Yes, remember though Spiky, I said I said the benefits are most significant for about 18 months or so. Then it seems like that in a significant amount of the population the re-gain etc happens. No one knows for sure how the body re-adapts, does the stomach re-grow enough to start triggering all those biological chemical and hormonal changes or how is the adaptation occurring? It happens some with the DS too and is not fully understood, BUT, the DS still has the built in insurance policy of malabsorption, which isn’t a panacea either, but helps significantly.
The VSG does work good for some, even long term.

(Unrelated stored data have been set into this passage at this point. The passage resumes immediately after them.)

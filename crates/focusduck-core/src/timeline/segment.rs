//! Focus and gap segments on the session axis.
//!
//! Offsets are counted seconds (`active + idle + away`), not wall clock.

use serde::{Deserialize, Serialize};

/// Why the user is not progressing during a gap.
#[derive(Debug, Clone, Copy, PartialEq, Eq, Hash, Serialize, Deserialize)]
#[serde(rename_all = "lowercase")]
pub enum GapReason {
    Idle,
    Away,
    Break,
    Reading,
}

impl GapReason {
    /// Break and reading are declared by the user and never penalized.
    pub fn is_override(self) -> bool {
        matches!(self, GapReason::Break | GapReason::Reading)
    }
}

#[derive(Debug, Clone, Copy, PartialEq, Eq, Serialize, Deserialize)]
#[serde(tag = "kind", rename_all = "lowercase")]
pub enum SegmentKind {
    Focus { sequence: u32 },
    Gap { reason: GapReason },
}

#[derive(Debug, Clone, PartialEq, Eq, Serialize, Deserialize)]
#[serde(rename_all = "camelCase")]
pub struct Segment {
    #[serde(flatten)]
    pub kind: SegmentKind,
    pub start_offset_secs: u64,
    pub end_offset_secs: Option<u64>,
}

impl Segment {
    pub fn focus(sequence: u32, start: u64) -> Self {
        Self {
            kind: SegmentKind::Focus { sequence },
            start_offset_secs: start,
            end_offset_secs: None,
        }
    }

    pub fn gap(reason: GapReason, start: u64) -> Self {
        Self {
            kind: SegmentKind::Gap { reason },
            start_offset_secs: start,
            end_offset_secs: None,
        }
    }

    pub fn is_open(&self) -> bool {
        self.end_offset_secs.is_none()
    }

    pub fn is_focus(&self) -> bool {
        matches!(self.kind, SegmentKind::Focus { .. })
    }

    pub fn gap_reason(&self) -> Option<GapReason> {
        match self.kind {
            SegmentKind::Gap { reason } => Some(reason),
            SegmentKind::Focus { .. } => None,
        }
    }

    pub fn sequence(&self) -> Option<u32> {
        match self.kind {
            SegmentKind::Focus { sequence } => Some(sequence),
            SegmentKind::Gap { .. } => None,
        }
    }

    /// Length in seconds. Open segments are measured up to `now_offset`.
    pub fn duration_secs(&self, now_offset: u64) -> u64 {
        self.end_offset_secs
            .unwrap_or(now_offset)
            .saturating_sub(self.start_offset_secs)
    }
}

#[cfg(test)]
mod tests {
    use super::*;

    #[test]
    fn open_segment_measures_against_now() {
        let seg = Segment::gap(GapReason::Idle, 40);
        assert!(seg.is_open());
        assert_eq!(seg.duration_secs(65), 25);
        assert_eq!(seg.gap_reason(), Some(GapReason::Idle));
        assert_eq!(seg.sequence(), None);
    }

    #[test]
    fn closed_segment_ignores_now() {
        let mut seg = Segment::focus(2, 10);
        seg.end_offset_secs = Some(30);
        assert_eq!(seg.duration_secs(500), 20);
        assert_eq!(seg.sequence(), Some(2));
    }

    #[test]
    fn override_reasons() {
        assert!(GapReason::Break.is_override());
        assert!(GapReason::Reading.is_override());
        assert!(!GapReason::Idle.is_override());
        assert!(!GapReason::Away.is_override());
    }

    #[test]
    fn serializes_flat_kind() {
        let seg = Segment::gap(GapReason::Reading, 5);
        let json = serde_json::to_value(&seg).unwrap();
        assert_eq!(json["kind"], "gap");
        assert_eq!(json["reason"], "reading");
        assert_eq!(json["startOffsetSecs"], 5);
    }
}
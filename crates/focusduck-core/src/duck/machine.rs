//! Duck animation state machine.
//!
//! The machine owns presentation timing. Callers request a target state;
//! the machine may accept it, ignore it, or finish a running sequence first.
//! Staged transitions (falling -> fallen -> ghostly, climbing -> celebrating
//! return -> walking) are driven by timers the caller schedules from the
//! returned effects and feeds back as [`DuckEvent::Timer`].
//!
//! ## Protected states
//!
//! While in `fallen`, `ghostly-jumping` or `celebrating-return`, the only
//! accepted request is the recovery `climbing` out of `fallen` or
//! `ghostly-jumping`. Everything else is dropped.
//!
//! ```text
//! walking -> falling -(1.5s)-> fallen -(10s)-> ghostly-jumping
//!                                 \               /
//!                                  +-- climbing --+ -(1.8s)-> celebrating-return -(3s)-> walking
//! ```

use serde::{Deserialize, Serialize};

use crate::storage::AnimationConfig;

#[derive(Debug, Clone, Copy, PartialEq, Eq, Hash, Serialize, Deserialize)]
#[serde(rename_all = "kebab-case")]
pub enum AnimationState {
    Walking,
    Jumping,
    Falling,
    Fallen,
    GhostlyJumping,
    Climbing,
    Celebrating,
    CelebratingReturn,
    Idle,
}

impl AnimationState {
    /// States that drop external requests mid-sequence.
    pub fn is_protected(self) -> bool {
        matches!(
            self,
            AnimationState::Fallen | AnimationState::GhostlyJumping | AnimationState::CelebratingReturn
        )
    }

    /// The duck is lying down and can be rescued by a click.
    pub fn is_down(self) -> bool {
        matches!(self, AnimationState::Fallen | AnimationState::GhostlyJumping)
    }

    pub fn as_str(self) -> &'static str {
        match self {
            AnimationState::Walking => "walking",
            AnimationState::Jumping => "jumping",
            AnimationState::Falling => "falling",
            AnimationState::Fallen => "fallen",
            AnimationState::GhostlyJumping => "ghostly-jumping",
            AnimationState::Climbing => "climbing",
            AnimationState::Celebrating => "celebrating",
            AnimationState::CelebratingReturn => "celebrating-return",
            AnimationState::Idle => "idle",
        }
    }
}

impl std::fmt::Display for AnimationState {
    fn fmt(&self, f: &mut std::fmt::Formatter<'_>) -> std::fmt::Result {
        f.write_str(self.as_str())
    }
}

/// Staged timers owned by the duck.
#[derive(Debug, Clone, Copy, PartialEq, Eq, Hash, Serialize, Deserialize)]
#[serde(rename_all = "snake_case")]
pub enum DuckTimer {
    /// falling -> fallen
    FallLanded,
    /// fallen -> ghostly-jumping
    GhostRise,
    /// climbing finished
    ClimbDone,
    /// milestone celebration finished
    CelebrationDone,
    /// return celebration finished
    ReturnCelebrationDone,
}

/// Sequences whose completion is reported back to the timeline.
#[derive(Debug, Clone, Copy, PartialEq, Eq, Serialize, Deserialize)]
#[serde(rename_all = "snake_case")]
pub enum Sequence {
    Climb { recovering: bool },
    Celebration,
    ReturnCelebration,
}

#[derive(Debug, Clone, Copy, PartialEq, Eq)]
pub enum DuckEvent {
    Request(AnimationState),
    Timer(DuckTimer),
}

#[derive(Debug, Clone, Copy, PartialEq, Eq)]
pub enum DuckEffect {
    Schedule { timer: DuckTimer, after_ms: u64 },
    Cancel(DuckTimer),
    SequenceComplete(Sequence),
    UnfreezeProgress,
}

#[derive(Debug, Clone, Copy, PartialEq, Eq, Serialize, Deserialize)]
pub struct DuckState {
    pub animation: AnimationState,
    /// Set while a climb out of `fallen`/`ghostly-jumping` is in progress.
    pub recovering: bool,
}

impl Default for DuckState {
    fn default() -> Self {
        Self {
            animation: AnimationState::Walking,
            recovering: false,
        }
    }
}

/// Pure transition function.
pub fn transition(
    state: DuckState,
    event: DuckEvent,
    timings: &AnimationConfig,
) -> (DuckState, Vec<DuckEffect>) {
    match event {
        DuckEvent::Request(target) => request(state, target, timings),
        DuckEvent::Timer(timer) => fire(state, timer, timings),
    }
}

fn request(
    state: DuckState,
    target: AnimationState,
    timings: &AnimationConfig,
) -> (DuckState, Vec<DuckEffect>) {
    use AnimationState::*;

    let from = state.animation;
    if from == target {
        return (state, Vec::new());
    }

    if from.is_protected() {
        if target == Climbing && from.is_down() {
            let mut effects = exit_effects(from);
            effects.push(DuckEffect::Schedule {
                timer: DuckTimer::ClimbDone,
                after_ms: timings.climbing_ms,
            });
            let next = DuckState {
                animation: Climbing,
                recovering: true,
            };
            return (next, effects);
        }
        tracing::debug!(from = %from, requested = %target, "duck is mid-sequence, request ignored");
        return (state, Vec::new());
    }

    let accepted = match target {
        Falling => matches!(from, Walking | Jumping | Idle | Celebrating),
        Climbing => matches!(from, Walking | Jumping | Falling),
        Celebrating | Jumping => from == Walking,
        Walking => matches!(from, Jumping | Idle),
        Idle => matches!(from, Walking | Jumping | Falling | Celebrating),
        Fallen | GhostlyJumping | CelebratingReturn => false,
    };
    if !accepted {
        tracing::debug!(from = %from, requested = %target, "duck transition not allowed");
        return (state, Vec::new());
    }

    let mut effects = exit_effects(from);
    match target {
        Falling => effects.push(DuckEffect::Schedule {
            timer: DuckTimer::FallLanded,
            after_ms: timings.falling_ms,
        }),
        Climbing => effects.push(DuckEffect::Schedule {
            timer: DuckTimer::ClimbDone,
            after_ms: timings.climbing_ms,
        }),
        Celebrating => effects.push(DuckEffect::Schedule {
            timer: DuckTimer::CelebrationDone,
            after_ms: timings.celebrating_ms,
        }),
        _ => {}
    }
    let next = DuckState {
        animation: target,
        recovering: false,
    };
    (next, effects)
}

fn fire(
    state: DuckState,
    timer: DuckTimer,
    timings: &AnimationConfig,
) -> (DuckState, Vec<DuckEffect>) {
    use AnimationState::*;

    let walking = DuckState::default();
    match (state.animation, timer) {
        (Falling, DuckTimer::FallLanded) => (
            DuckState {
                animation: Fallen,
                recovering: false,
            },
            vec![DuckEffect::Schedule {
                timer: DuckTimer::GhostRise,
                after_ms: timings.ghost_after_ms,
            }],
        ),
        (Fallen, DuckTimer::GhostRise) => (
            DuckState {
                animation: GhostlyJumping,
                recovering: false,
            },
            Vec::new(),
        ),
        (Climbing, DuckTimer::ClimbDone) if state.recovering => (
            DuckState {
                animation: CelebratingReturn,
                recovering: true,
            },
            vec![
                DuckEffect::Schedule {
                    timer: DuckTimer::ReturnCelebrationDone,
                    after_ms: timings.celebrating_return_ms,
                },
                DuckEffect::SequenceComplete(Sequence::Climb { recovering: true }),
            ],
        ),
        (Climbing, DuckTimer::ClimbDone) => (
            walking,
            vec![DuckEffect::SequenceComplete(Sequence::Climb { recovering: false })],
        ),
        (CelebratingReturn, DuckTimer::ReturnCelebrationDone) => (
            walking,
            vec![
                DuckEffect::UnfreezeProgress,
                DuckEffect::SequenceComplete(Sequence::ReturnCelebration),
            ],
        ),
        (Celebrating, DuckTimer::CelebrationDone) => (
            walking,
            vec![DuckEffect::SequenceComplete(Sequence::Celebration)],
        ),
        (animation, timer) => {
            tracing::debug!(state = %animation, ?timer, "stale duck timer ignored");
            (state, Vec::new())
        }
    }
}

/// Cancel whatever staged timer the state being left still has pending.
fn exit_effects(from: AnimationState) -> Vec<DuckEffect> {
    let pending = match from {
        AnimationState::Falling => Some(DuckTimer::FallLanded),
        AnimationState::Fallen => Some(DuckTimer::GhostRise),
        AnimationState::Climbing => Some(DuckTimer::ClimbDone),
        AnimationState::Celebrating => Some(DuckTimer::CelebrationDone),
        AnimationState::CelebratingReturn => Some(DuckTimer::ReturnCelebrationDone),
        _ => None,
    };
    pending.map(DuckEffect::Cancel).into_iter().collect()
}

/// Stateful wrapper around [`transition`].
#[derive(Debug, Clone)]
pub struct DuckMachine {
    state: DuckState,
    timings: AnimationConfig,
}

impl DuckMachine {
    pub fn new(timings: AnimationConfig) -> Self {
        Self {
            state: DuckState::default(),
            timings,
        }
    }

    pub fn state(&self) -> AnimationState {
        self.state.animation
    }

    pub fn is_recovering(&self) -> bool {
        self.state.recovering
    }

    pub fn request(&mut self, target: AnimationState) -> Vec<DuckEffect> {
        self.apply(DuckEvent::Request(target))
    }

    pub fn fire(&mut self, timer: DuckTimer) -> Vec<DuckEffect> {
        self.apply(DuckEvent::Timer(timer))
    }

    pub fn apply(&mut self, event: DuckEvent) -> Vec<DuckEffect> {
        let before = self.state.animation;
        let (next, effects) = transition(self.state, event, &self.timings);
        if next.animation != before {
            tracing::debug!(from = %before, to = %next.animation, "duck transition");
        }
        self.state = next;
        effects
    }
}
//! Deterministic driver around a [`FocusSession`].
//!
//! Owns the virtual clock, the pending duck timers, the optional heartbeat
//! subscription and the persistence sink. Ordering within one instant:
//! due duck timers, then the tick, then the external input.

use crate::duck::DuckTimer;
use crate::signals::HeartbeatSubscription;
use crate::storage::SessionStore;

use super::engine::{Effect, FocusSession, Input, SessionSnapshot};
use super::scheduler::TimerQueue;

pub struct SessionDriver<S> {
    session: FocusSession,
    store: S,
    timers: TimerQueue<DuckTimer>,
    heartbeat: Option<HeartbeatSubscription>,
    tick_ms: u64,
    now_ms: u64,
    next_tick_ms: u64,
    disposed: bool,
    persist_failures: u64,
}

impl<S: SessionStore> SessionDriver<S> {
    pub fn new(session: FocusSession, store: S, tick_ms: u64) -> Self {
        let tick_ms = tick_ms.max(1);
        Self {
            session,
            store,
            timers: TimerQueue::new(),
            heartbeat: None,
            tick_ms,
            now_ms: 0,
            next_tick_ms: tick_ms,
            disposed: false,
            persist_failures: 0,
        }
    }

    pub fn with_heartbeat(mut self, subscription: HeartbeatSubscription) -> Self {
        self.heartbeat = Some(subscription);
        self
    }

    // ── Queries ──────────────────────────────────────────────────────

    pub fn now_ms(&self) -> u64 {
        self.now_ms
    }

    pub fn session(&self) -> &FocusSession {
        &self.session
    }

    pub fn store(&self) -> &S {
        &self.store
    }

    pub fn snapshot(&self) -> SessionSnapshot {
        self.session.snapshot()
    }

    pub fn is_disposed(&self) -> bool {
        self.disposed
    }

    pub fn pending_timers(&self) -> usize {
        self.timers.len()
    }

    pub fn is_scheduled(&self, timer: DuckTimer) -> bool {
        self.timers.contains(timer)
    }

    pub fn persist_failures(&self) -> u64 {
        self.persist_failures
    }

    /// Next instant at which the driver has work, if any.
    pub fn next_deadline(&self) -> Option<u64> {
        if self.disposed {
            return None;
        }
        Some(match self.timers.next_due() {
            Some(due) => due.min(self.next_tick_ms),
            None => self.next_tick_ms,
        })
    }

    // ── Driving ──────────────────────────────────────────────────────

    /// Run every timer and tick due at or before `target_ms`.
    pub fn advance_to(&mut self, target_ms: u64) {
        if self.disposed {
            return;
        }
        loop {
            let horizon = target_ms.min(self.next_tick_ms);
            if let Some((due, timer)) = self.timers.pop_due(horizon) {
                self.now_ms = self.now_ms.max(due);
                self.handle(Input::Timer { timer });
            } else if self.next_tick_ms <= target_ms {
                self.now_ms = self.next_tick_ms;
                self.next_tick_ms += self.tick_ms;
                self.pump_heartbeats();
                self.handle(Input::Tick);
            } else {
                break;
            }
        }
        self.now_ms = self.now_ms.max(target_ms);
    }

    /// Deliver an input at the current instant. Returns false once disposed.
    pub fn dispatch(&mut self, input: Input) -> bool {
        if self.disposed {
            tracing::warn!(?input, "input after dispose ignored");
            return false;
        }
        self.advance_to(self.now_ms);
        self.pump_heartbeats();
        self.handle(input);
        true
    }

    pub fn dispatch_at(&mut self, at_ms: u64, input: Input) -> bool {
        self.advance_to(at_ms);
        self.dispatch(input)
    }

    /// Cancel every pending timer and drop the heartbeat subscription.
    pub fn dispose(&mut self) -> SessionSnapshot {
        if !self.disposed {
            self.disposed = true;
            self.timers.clear();
            self.heartbeat = None;
            tracing::info!(
                session = self.session.session_id(),
                at_ms = self.now_ms,
                "session disposed"
            );
        }
        self.session.snapshot()
    }

    fn pump_heartbeats(&mut self) {
        let messages = match self.heartbeat.as_mut() {
            Some(subscription) => subscription.drain(),
            None => return,
        };
        for message in messages {
            self.handle(Input::Heartbeat(message));
        }
    }

    fn handle(&mut self, input: Input) {
        for effect in self.session.handle(input, self.now_ms) {
            match effect {
                Effect::Schedule { timer, after_ms } => {
                    self.timers.schedule(self.now_ms + after_ms, timer);
                }
                Effect::Cancel(timer) => {
                    self.timers.cancel(timer);
                }
                Effect::Persist(op) => {
                    if let Err(e) = self.store.apply(self.session.session_id(), &op) {
                        self.persist_failures += 1;
                        tracing::warn!(error = %e, ?op, "persisting session data failed");
                    }
                }
            }
        }
    }
}

#[cfg(test)]
mod tests {
    use super::*;
    use crate::duck::AnimationState;
    use crate::session::SessionParams;
    use crate::storage::{Config, MemoryStore};
    use chrono::Utc;

    fn driver() -> SessionDriver<MemoryStore> {
        let config = Config::default();
        let session = FocusSession::new(SessionParams::new("s-1", 1_500, Utc::now()), &config);
        SessionDriver::new(session, MemoryStore::new(), config.session.tick_ms)
    }

    #[test]
    fn ticks_are_mirrored_into_the_store() {
        let mut d = driver();
        d.advance_to(10_000);
        assert_eq!(d.store().counters("s-1").active_seconds, 10);
        assert_eq!(d.session().clock().active_seconds, 10);
    }

    #[test]
    fn landing_timer_fires_on_schedule() {
        let mut d = driver();
        d.advance_to(60_000);
        assert_eq!(d.session().animation(), AnimationState::Falling);
        assert!(d.is_scheduled(DuckTimer::FallLanded));
        d.advance_to(61_499);
        assert_eq!(d.session().animation(), AnimationState::Falling);
        d.advance_to(61_500);
        assert_eq!(d.session().animation(), AnimationState::Fallen);
        assert!(d.is_scheduled(DuckTimer::GhostRise));
    }

    #[test]
    fn store_failures_are_counted_not_fatal() {
        let mut d = driver();
        d.store.set_failing(true);
        d.advance_to(3_000);
        assert_eq!(d.persist_failures(), 3);
        assert_eq!(d.session().clock().active_seconds, 3);
    }

    #[test]
    fn dispose_clears_timers_and_rejects_input() {
        let mut d = driver();
        d.advance_to(62_000);
        assert!(d.pending_timers() > 0);
        d.dispose();
        assert_eq!(d.pending_timers(), 0);
        assert_eq!(d.next_deadline(), None);
        assert!(!d.dispatch(Input::Activity));
        d.advance_to(120_000);
        assert_eq!(d.session().animation(), AnimationState::Fallen);
    }
}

I personally know of 3, one of which is my HERO, my Ortho whom actually re-awakened me to the idea of WLS about a yr ago. It would not work for people like me though long term, due to my ability to maximize absorption. ….correction….MY FORMER ABILITY TO MAXIMIZE ABSORBTION!!!!!!!!!! I’m not even used to that concept yet!!!! Holy Shit that feels good to be able to say that!!!
 
at 2.5 years out I could NOT have regained if I wanted to. I would guess a lot of people - including your sister - really should have had a DS.

hey, Rob, you know that your profile says preop?:whistling:
 
not sure what I'm trying to say here except I really got a free ride there, for years. could NOT have regained. I realize not everyone has this experience!
 
Oh, to be able to get a DS. I still find it crazy that I can't. If I'm low risk enough to do my surgery privately, I should be low-risk enough to get a DS instead of a sleeve. FFS, I don't even have high blood pressure. Sigh. But even if I could convince my surgeon I was low risk enough, he'd still say no, that it was a bad idea because I want kids. Ah well. I need to suck it up, quit whining, and do what I gotta do, I guess.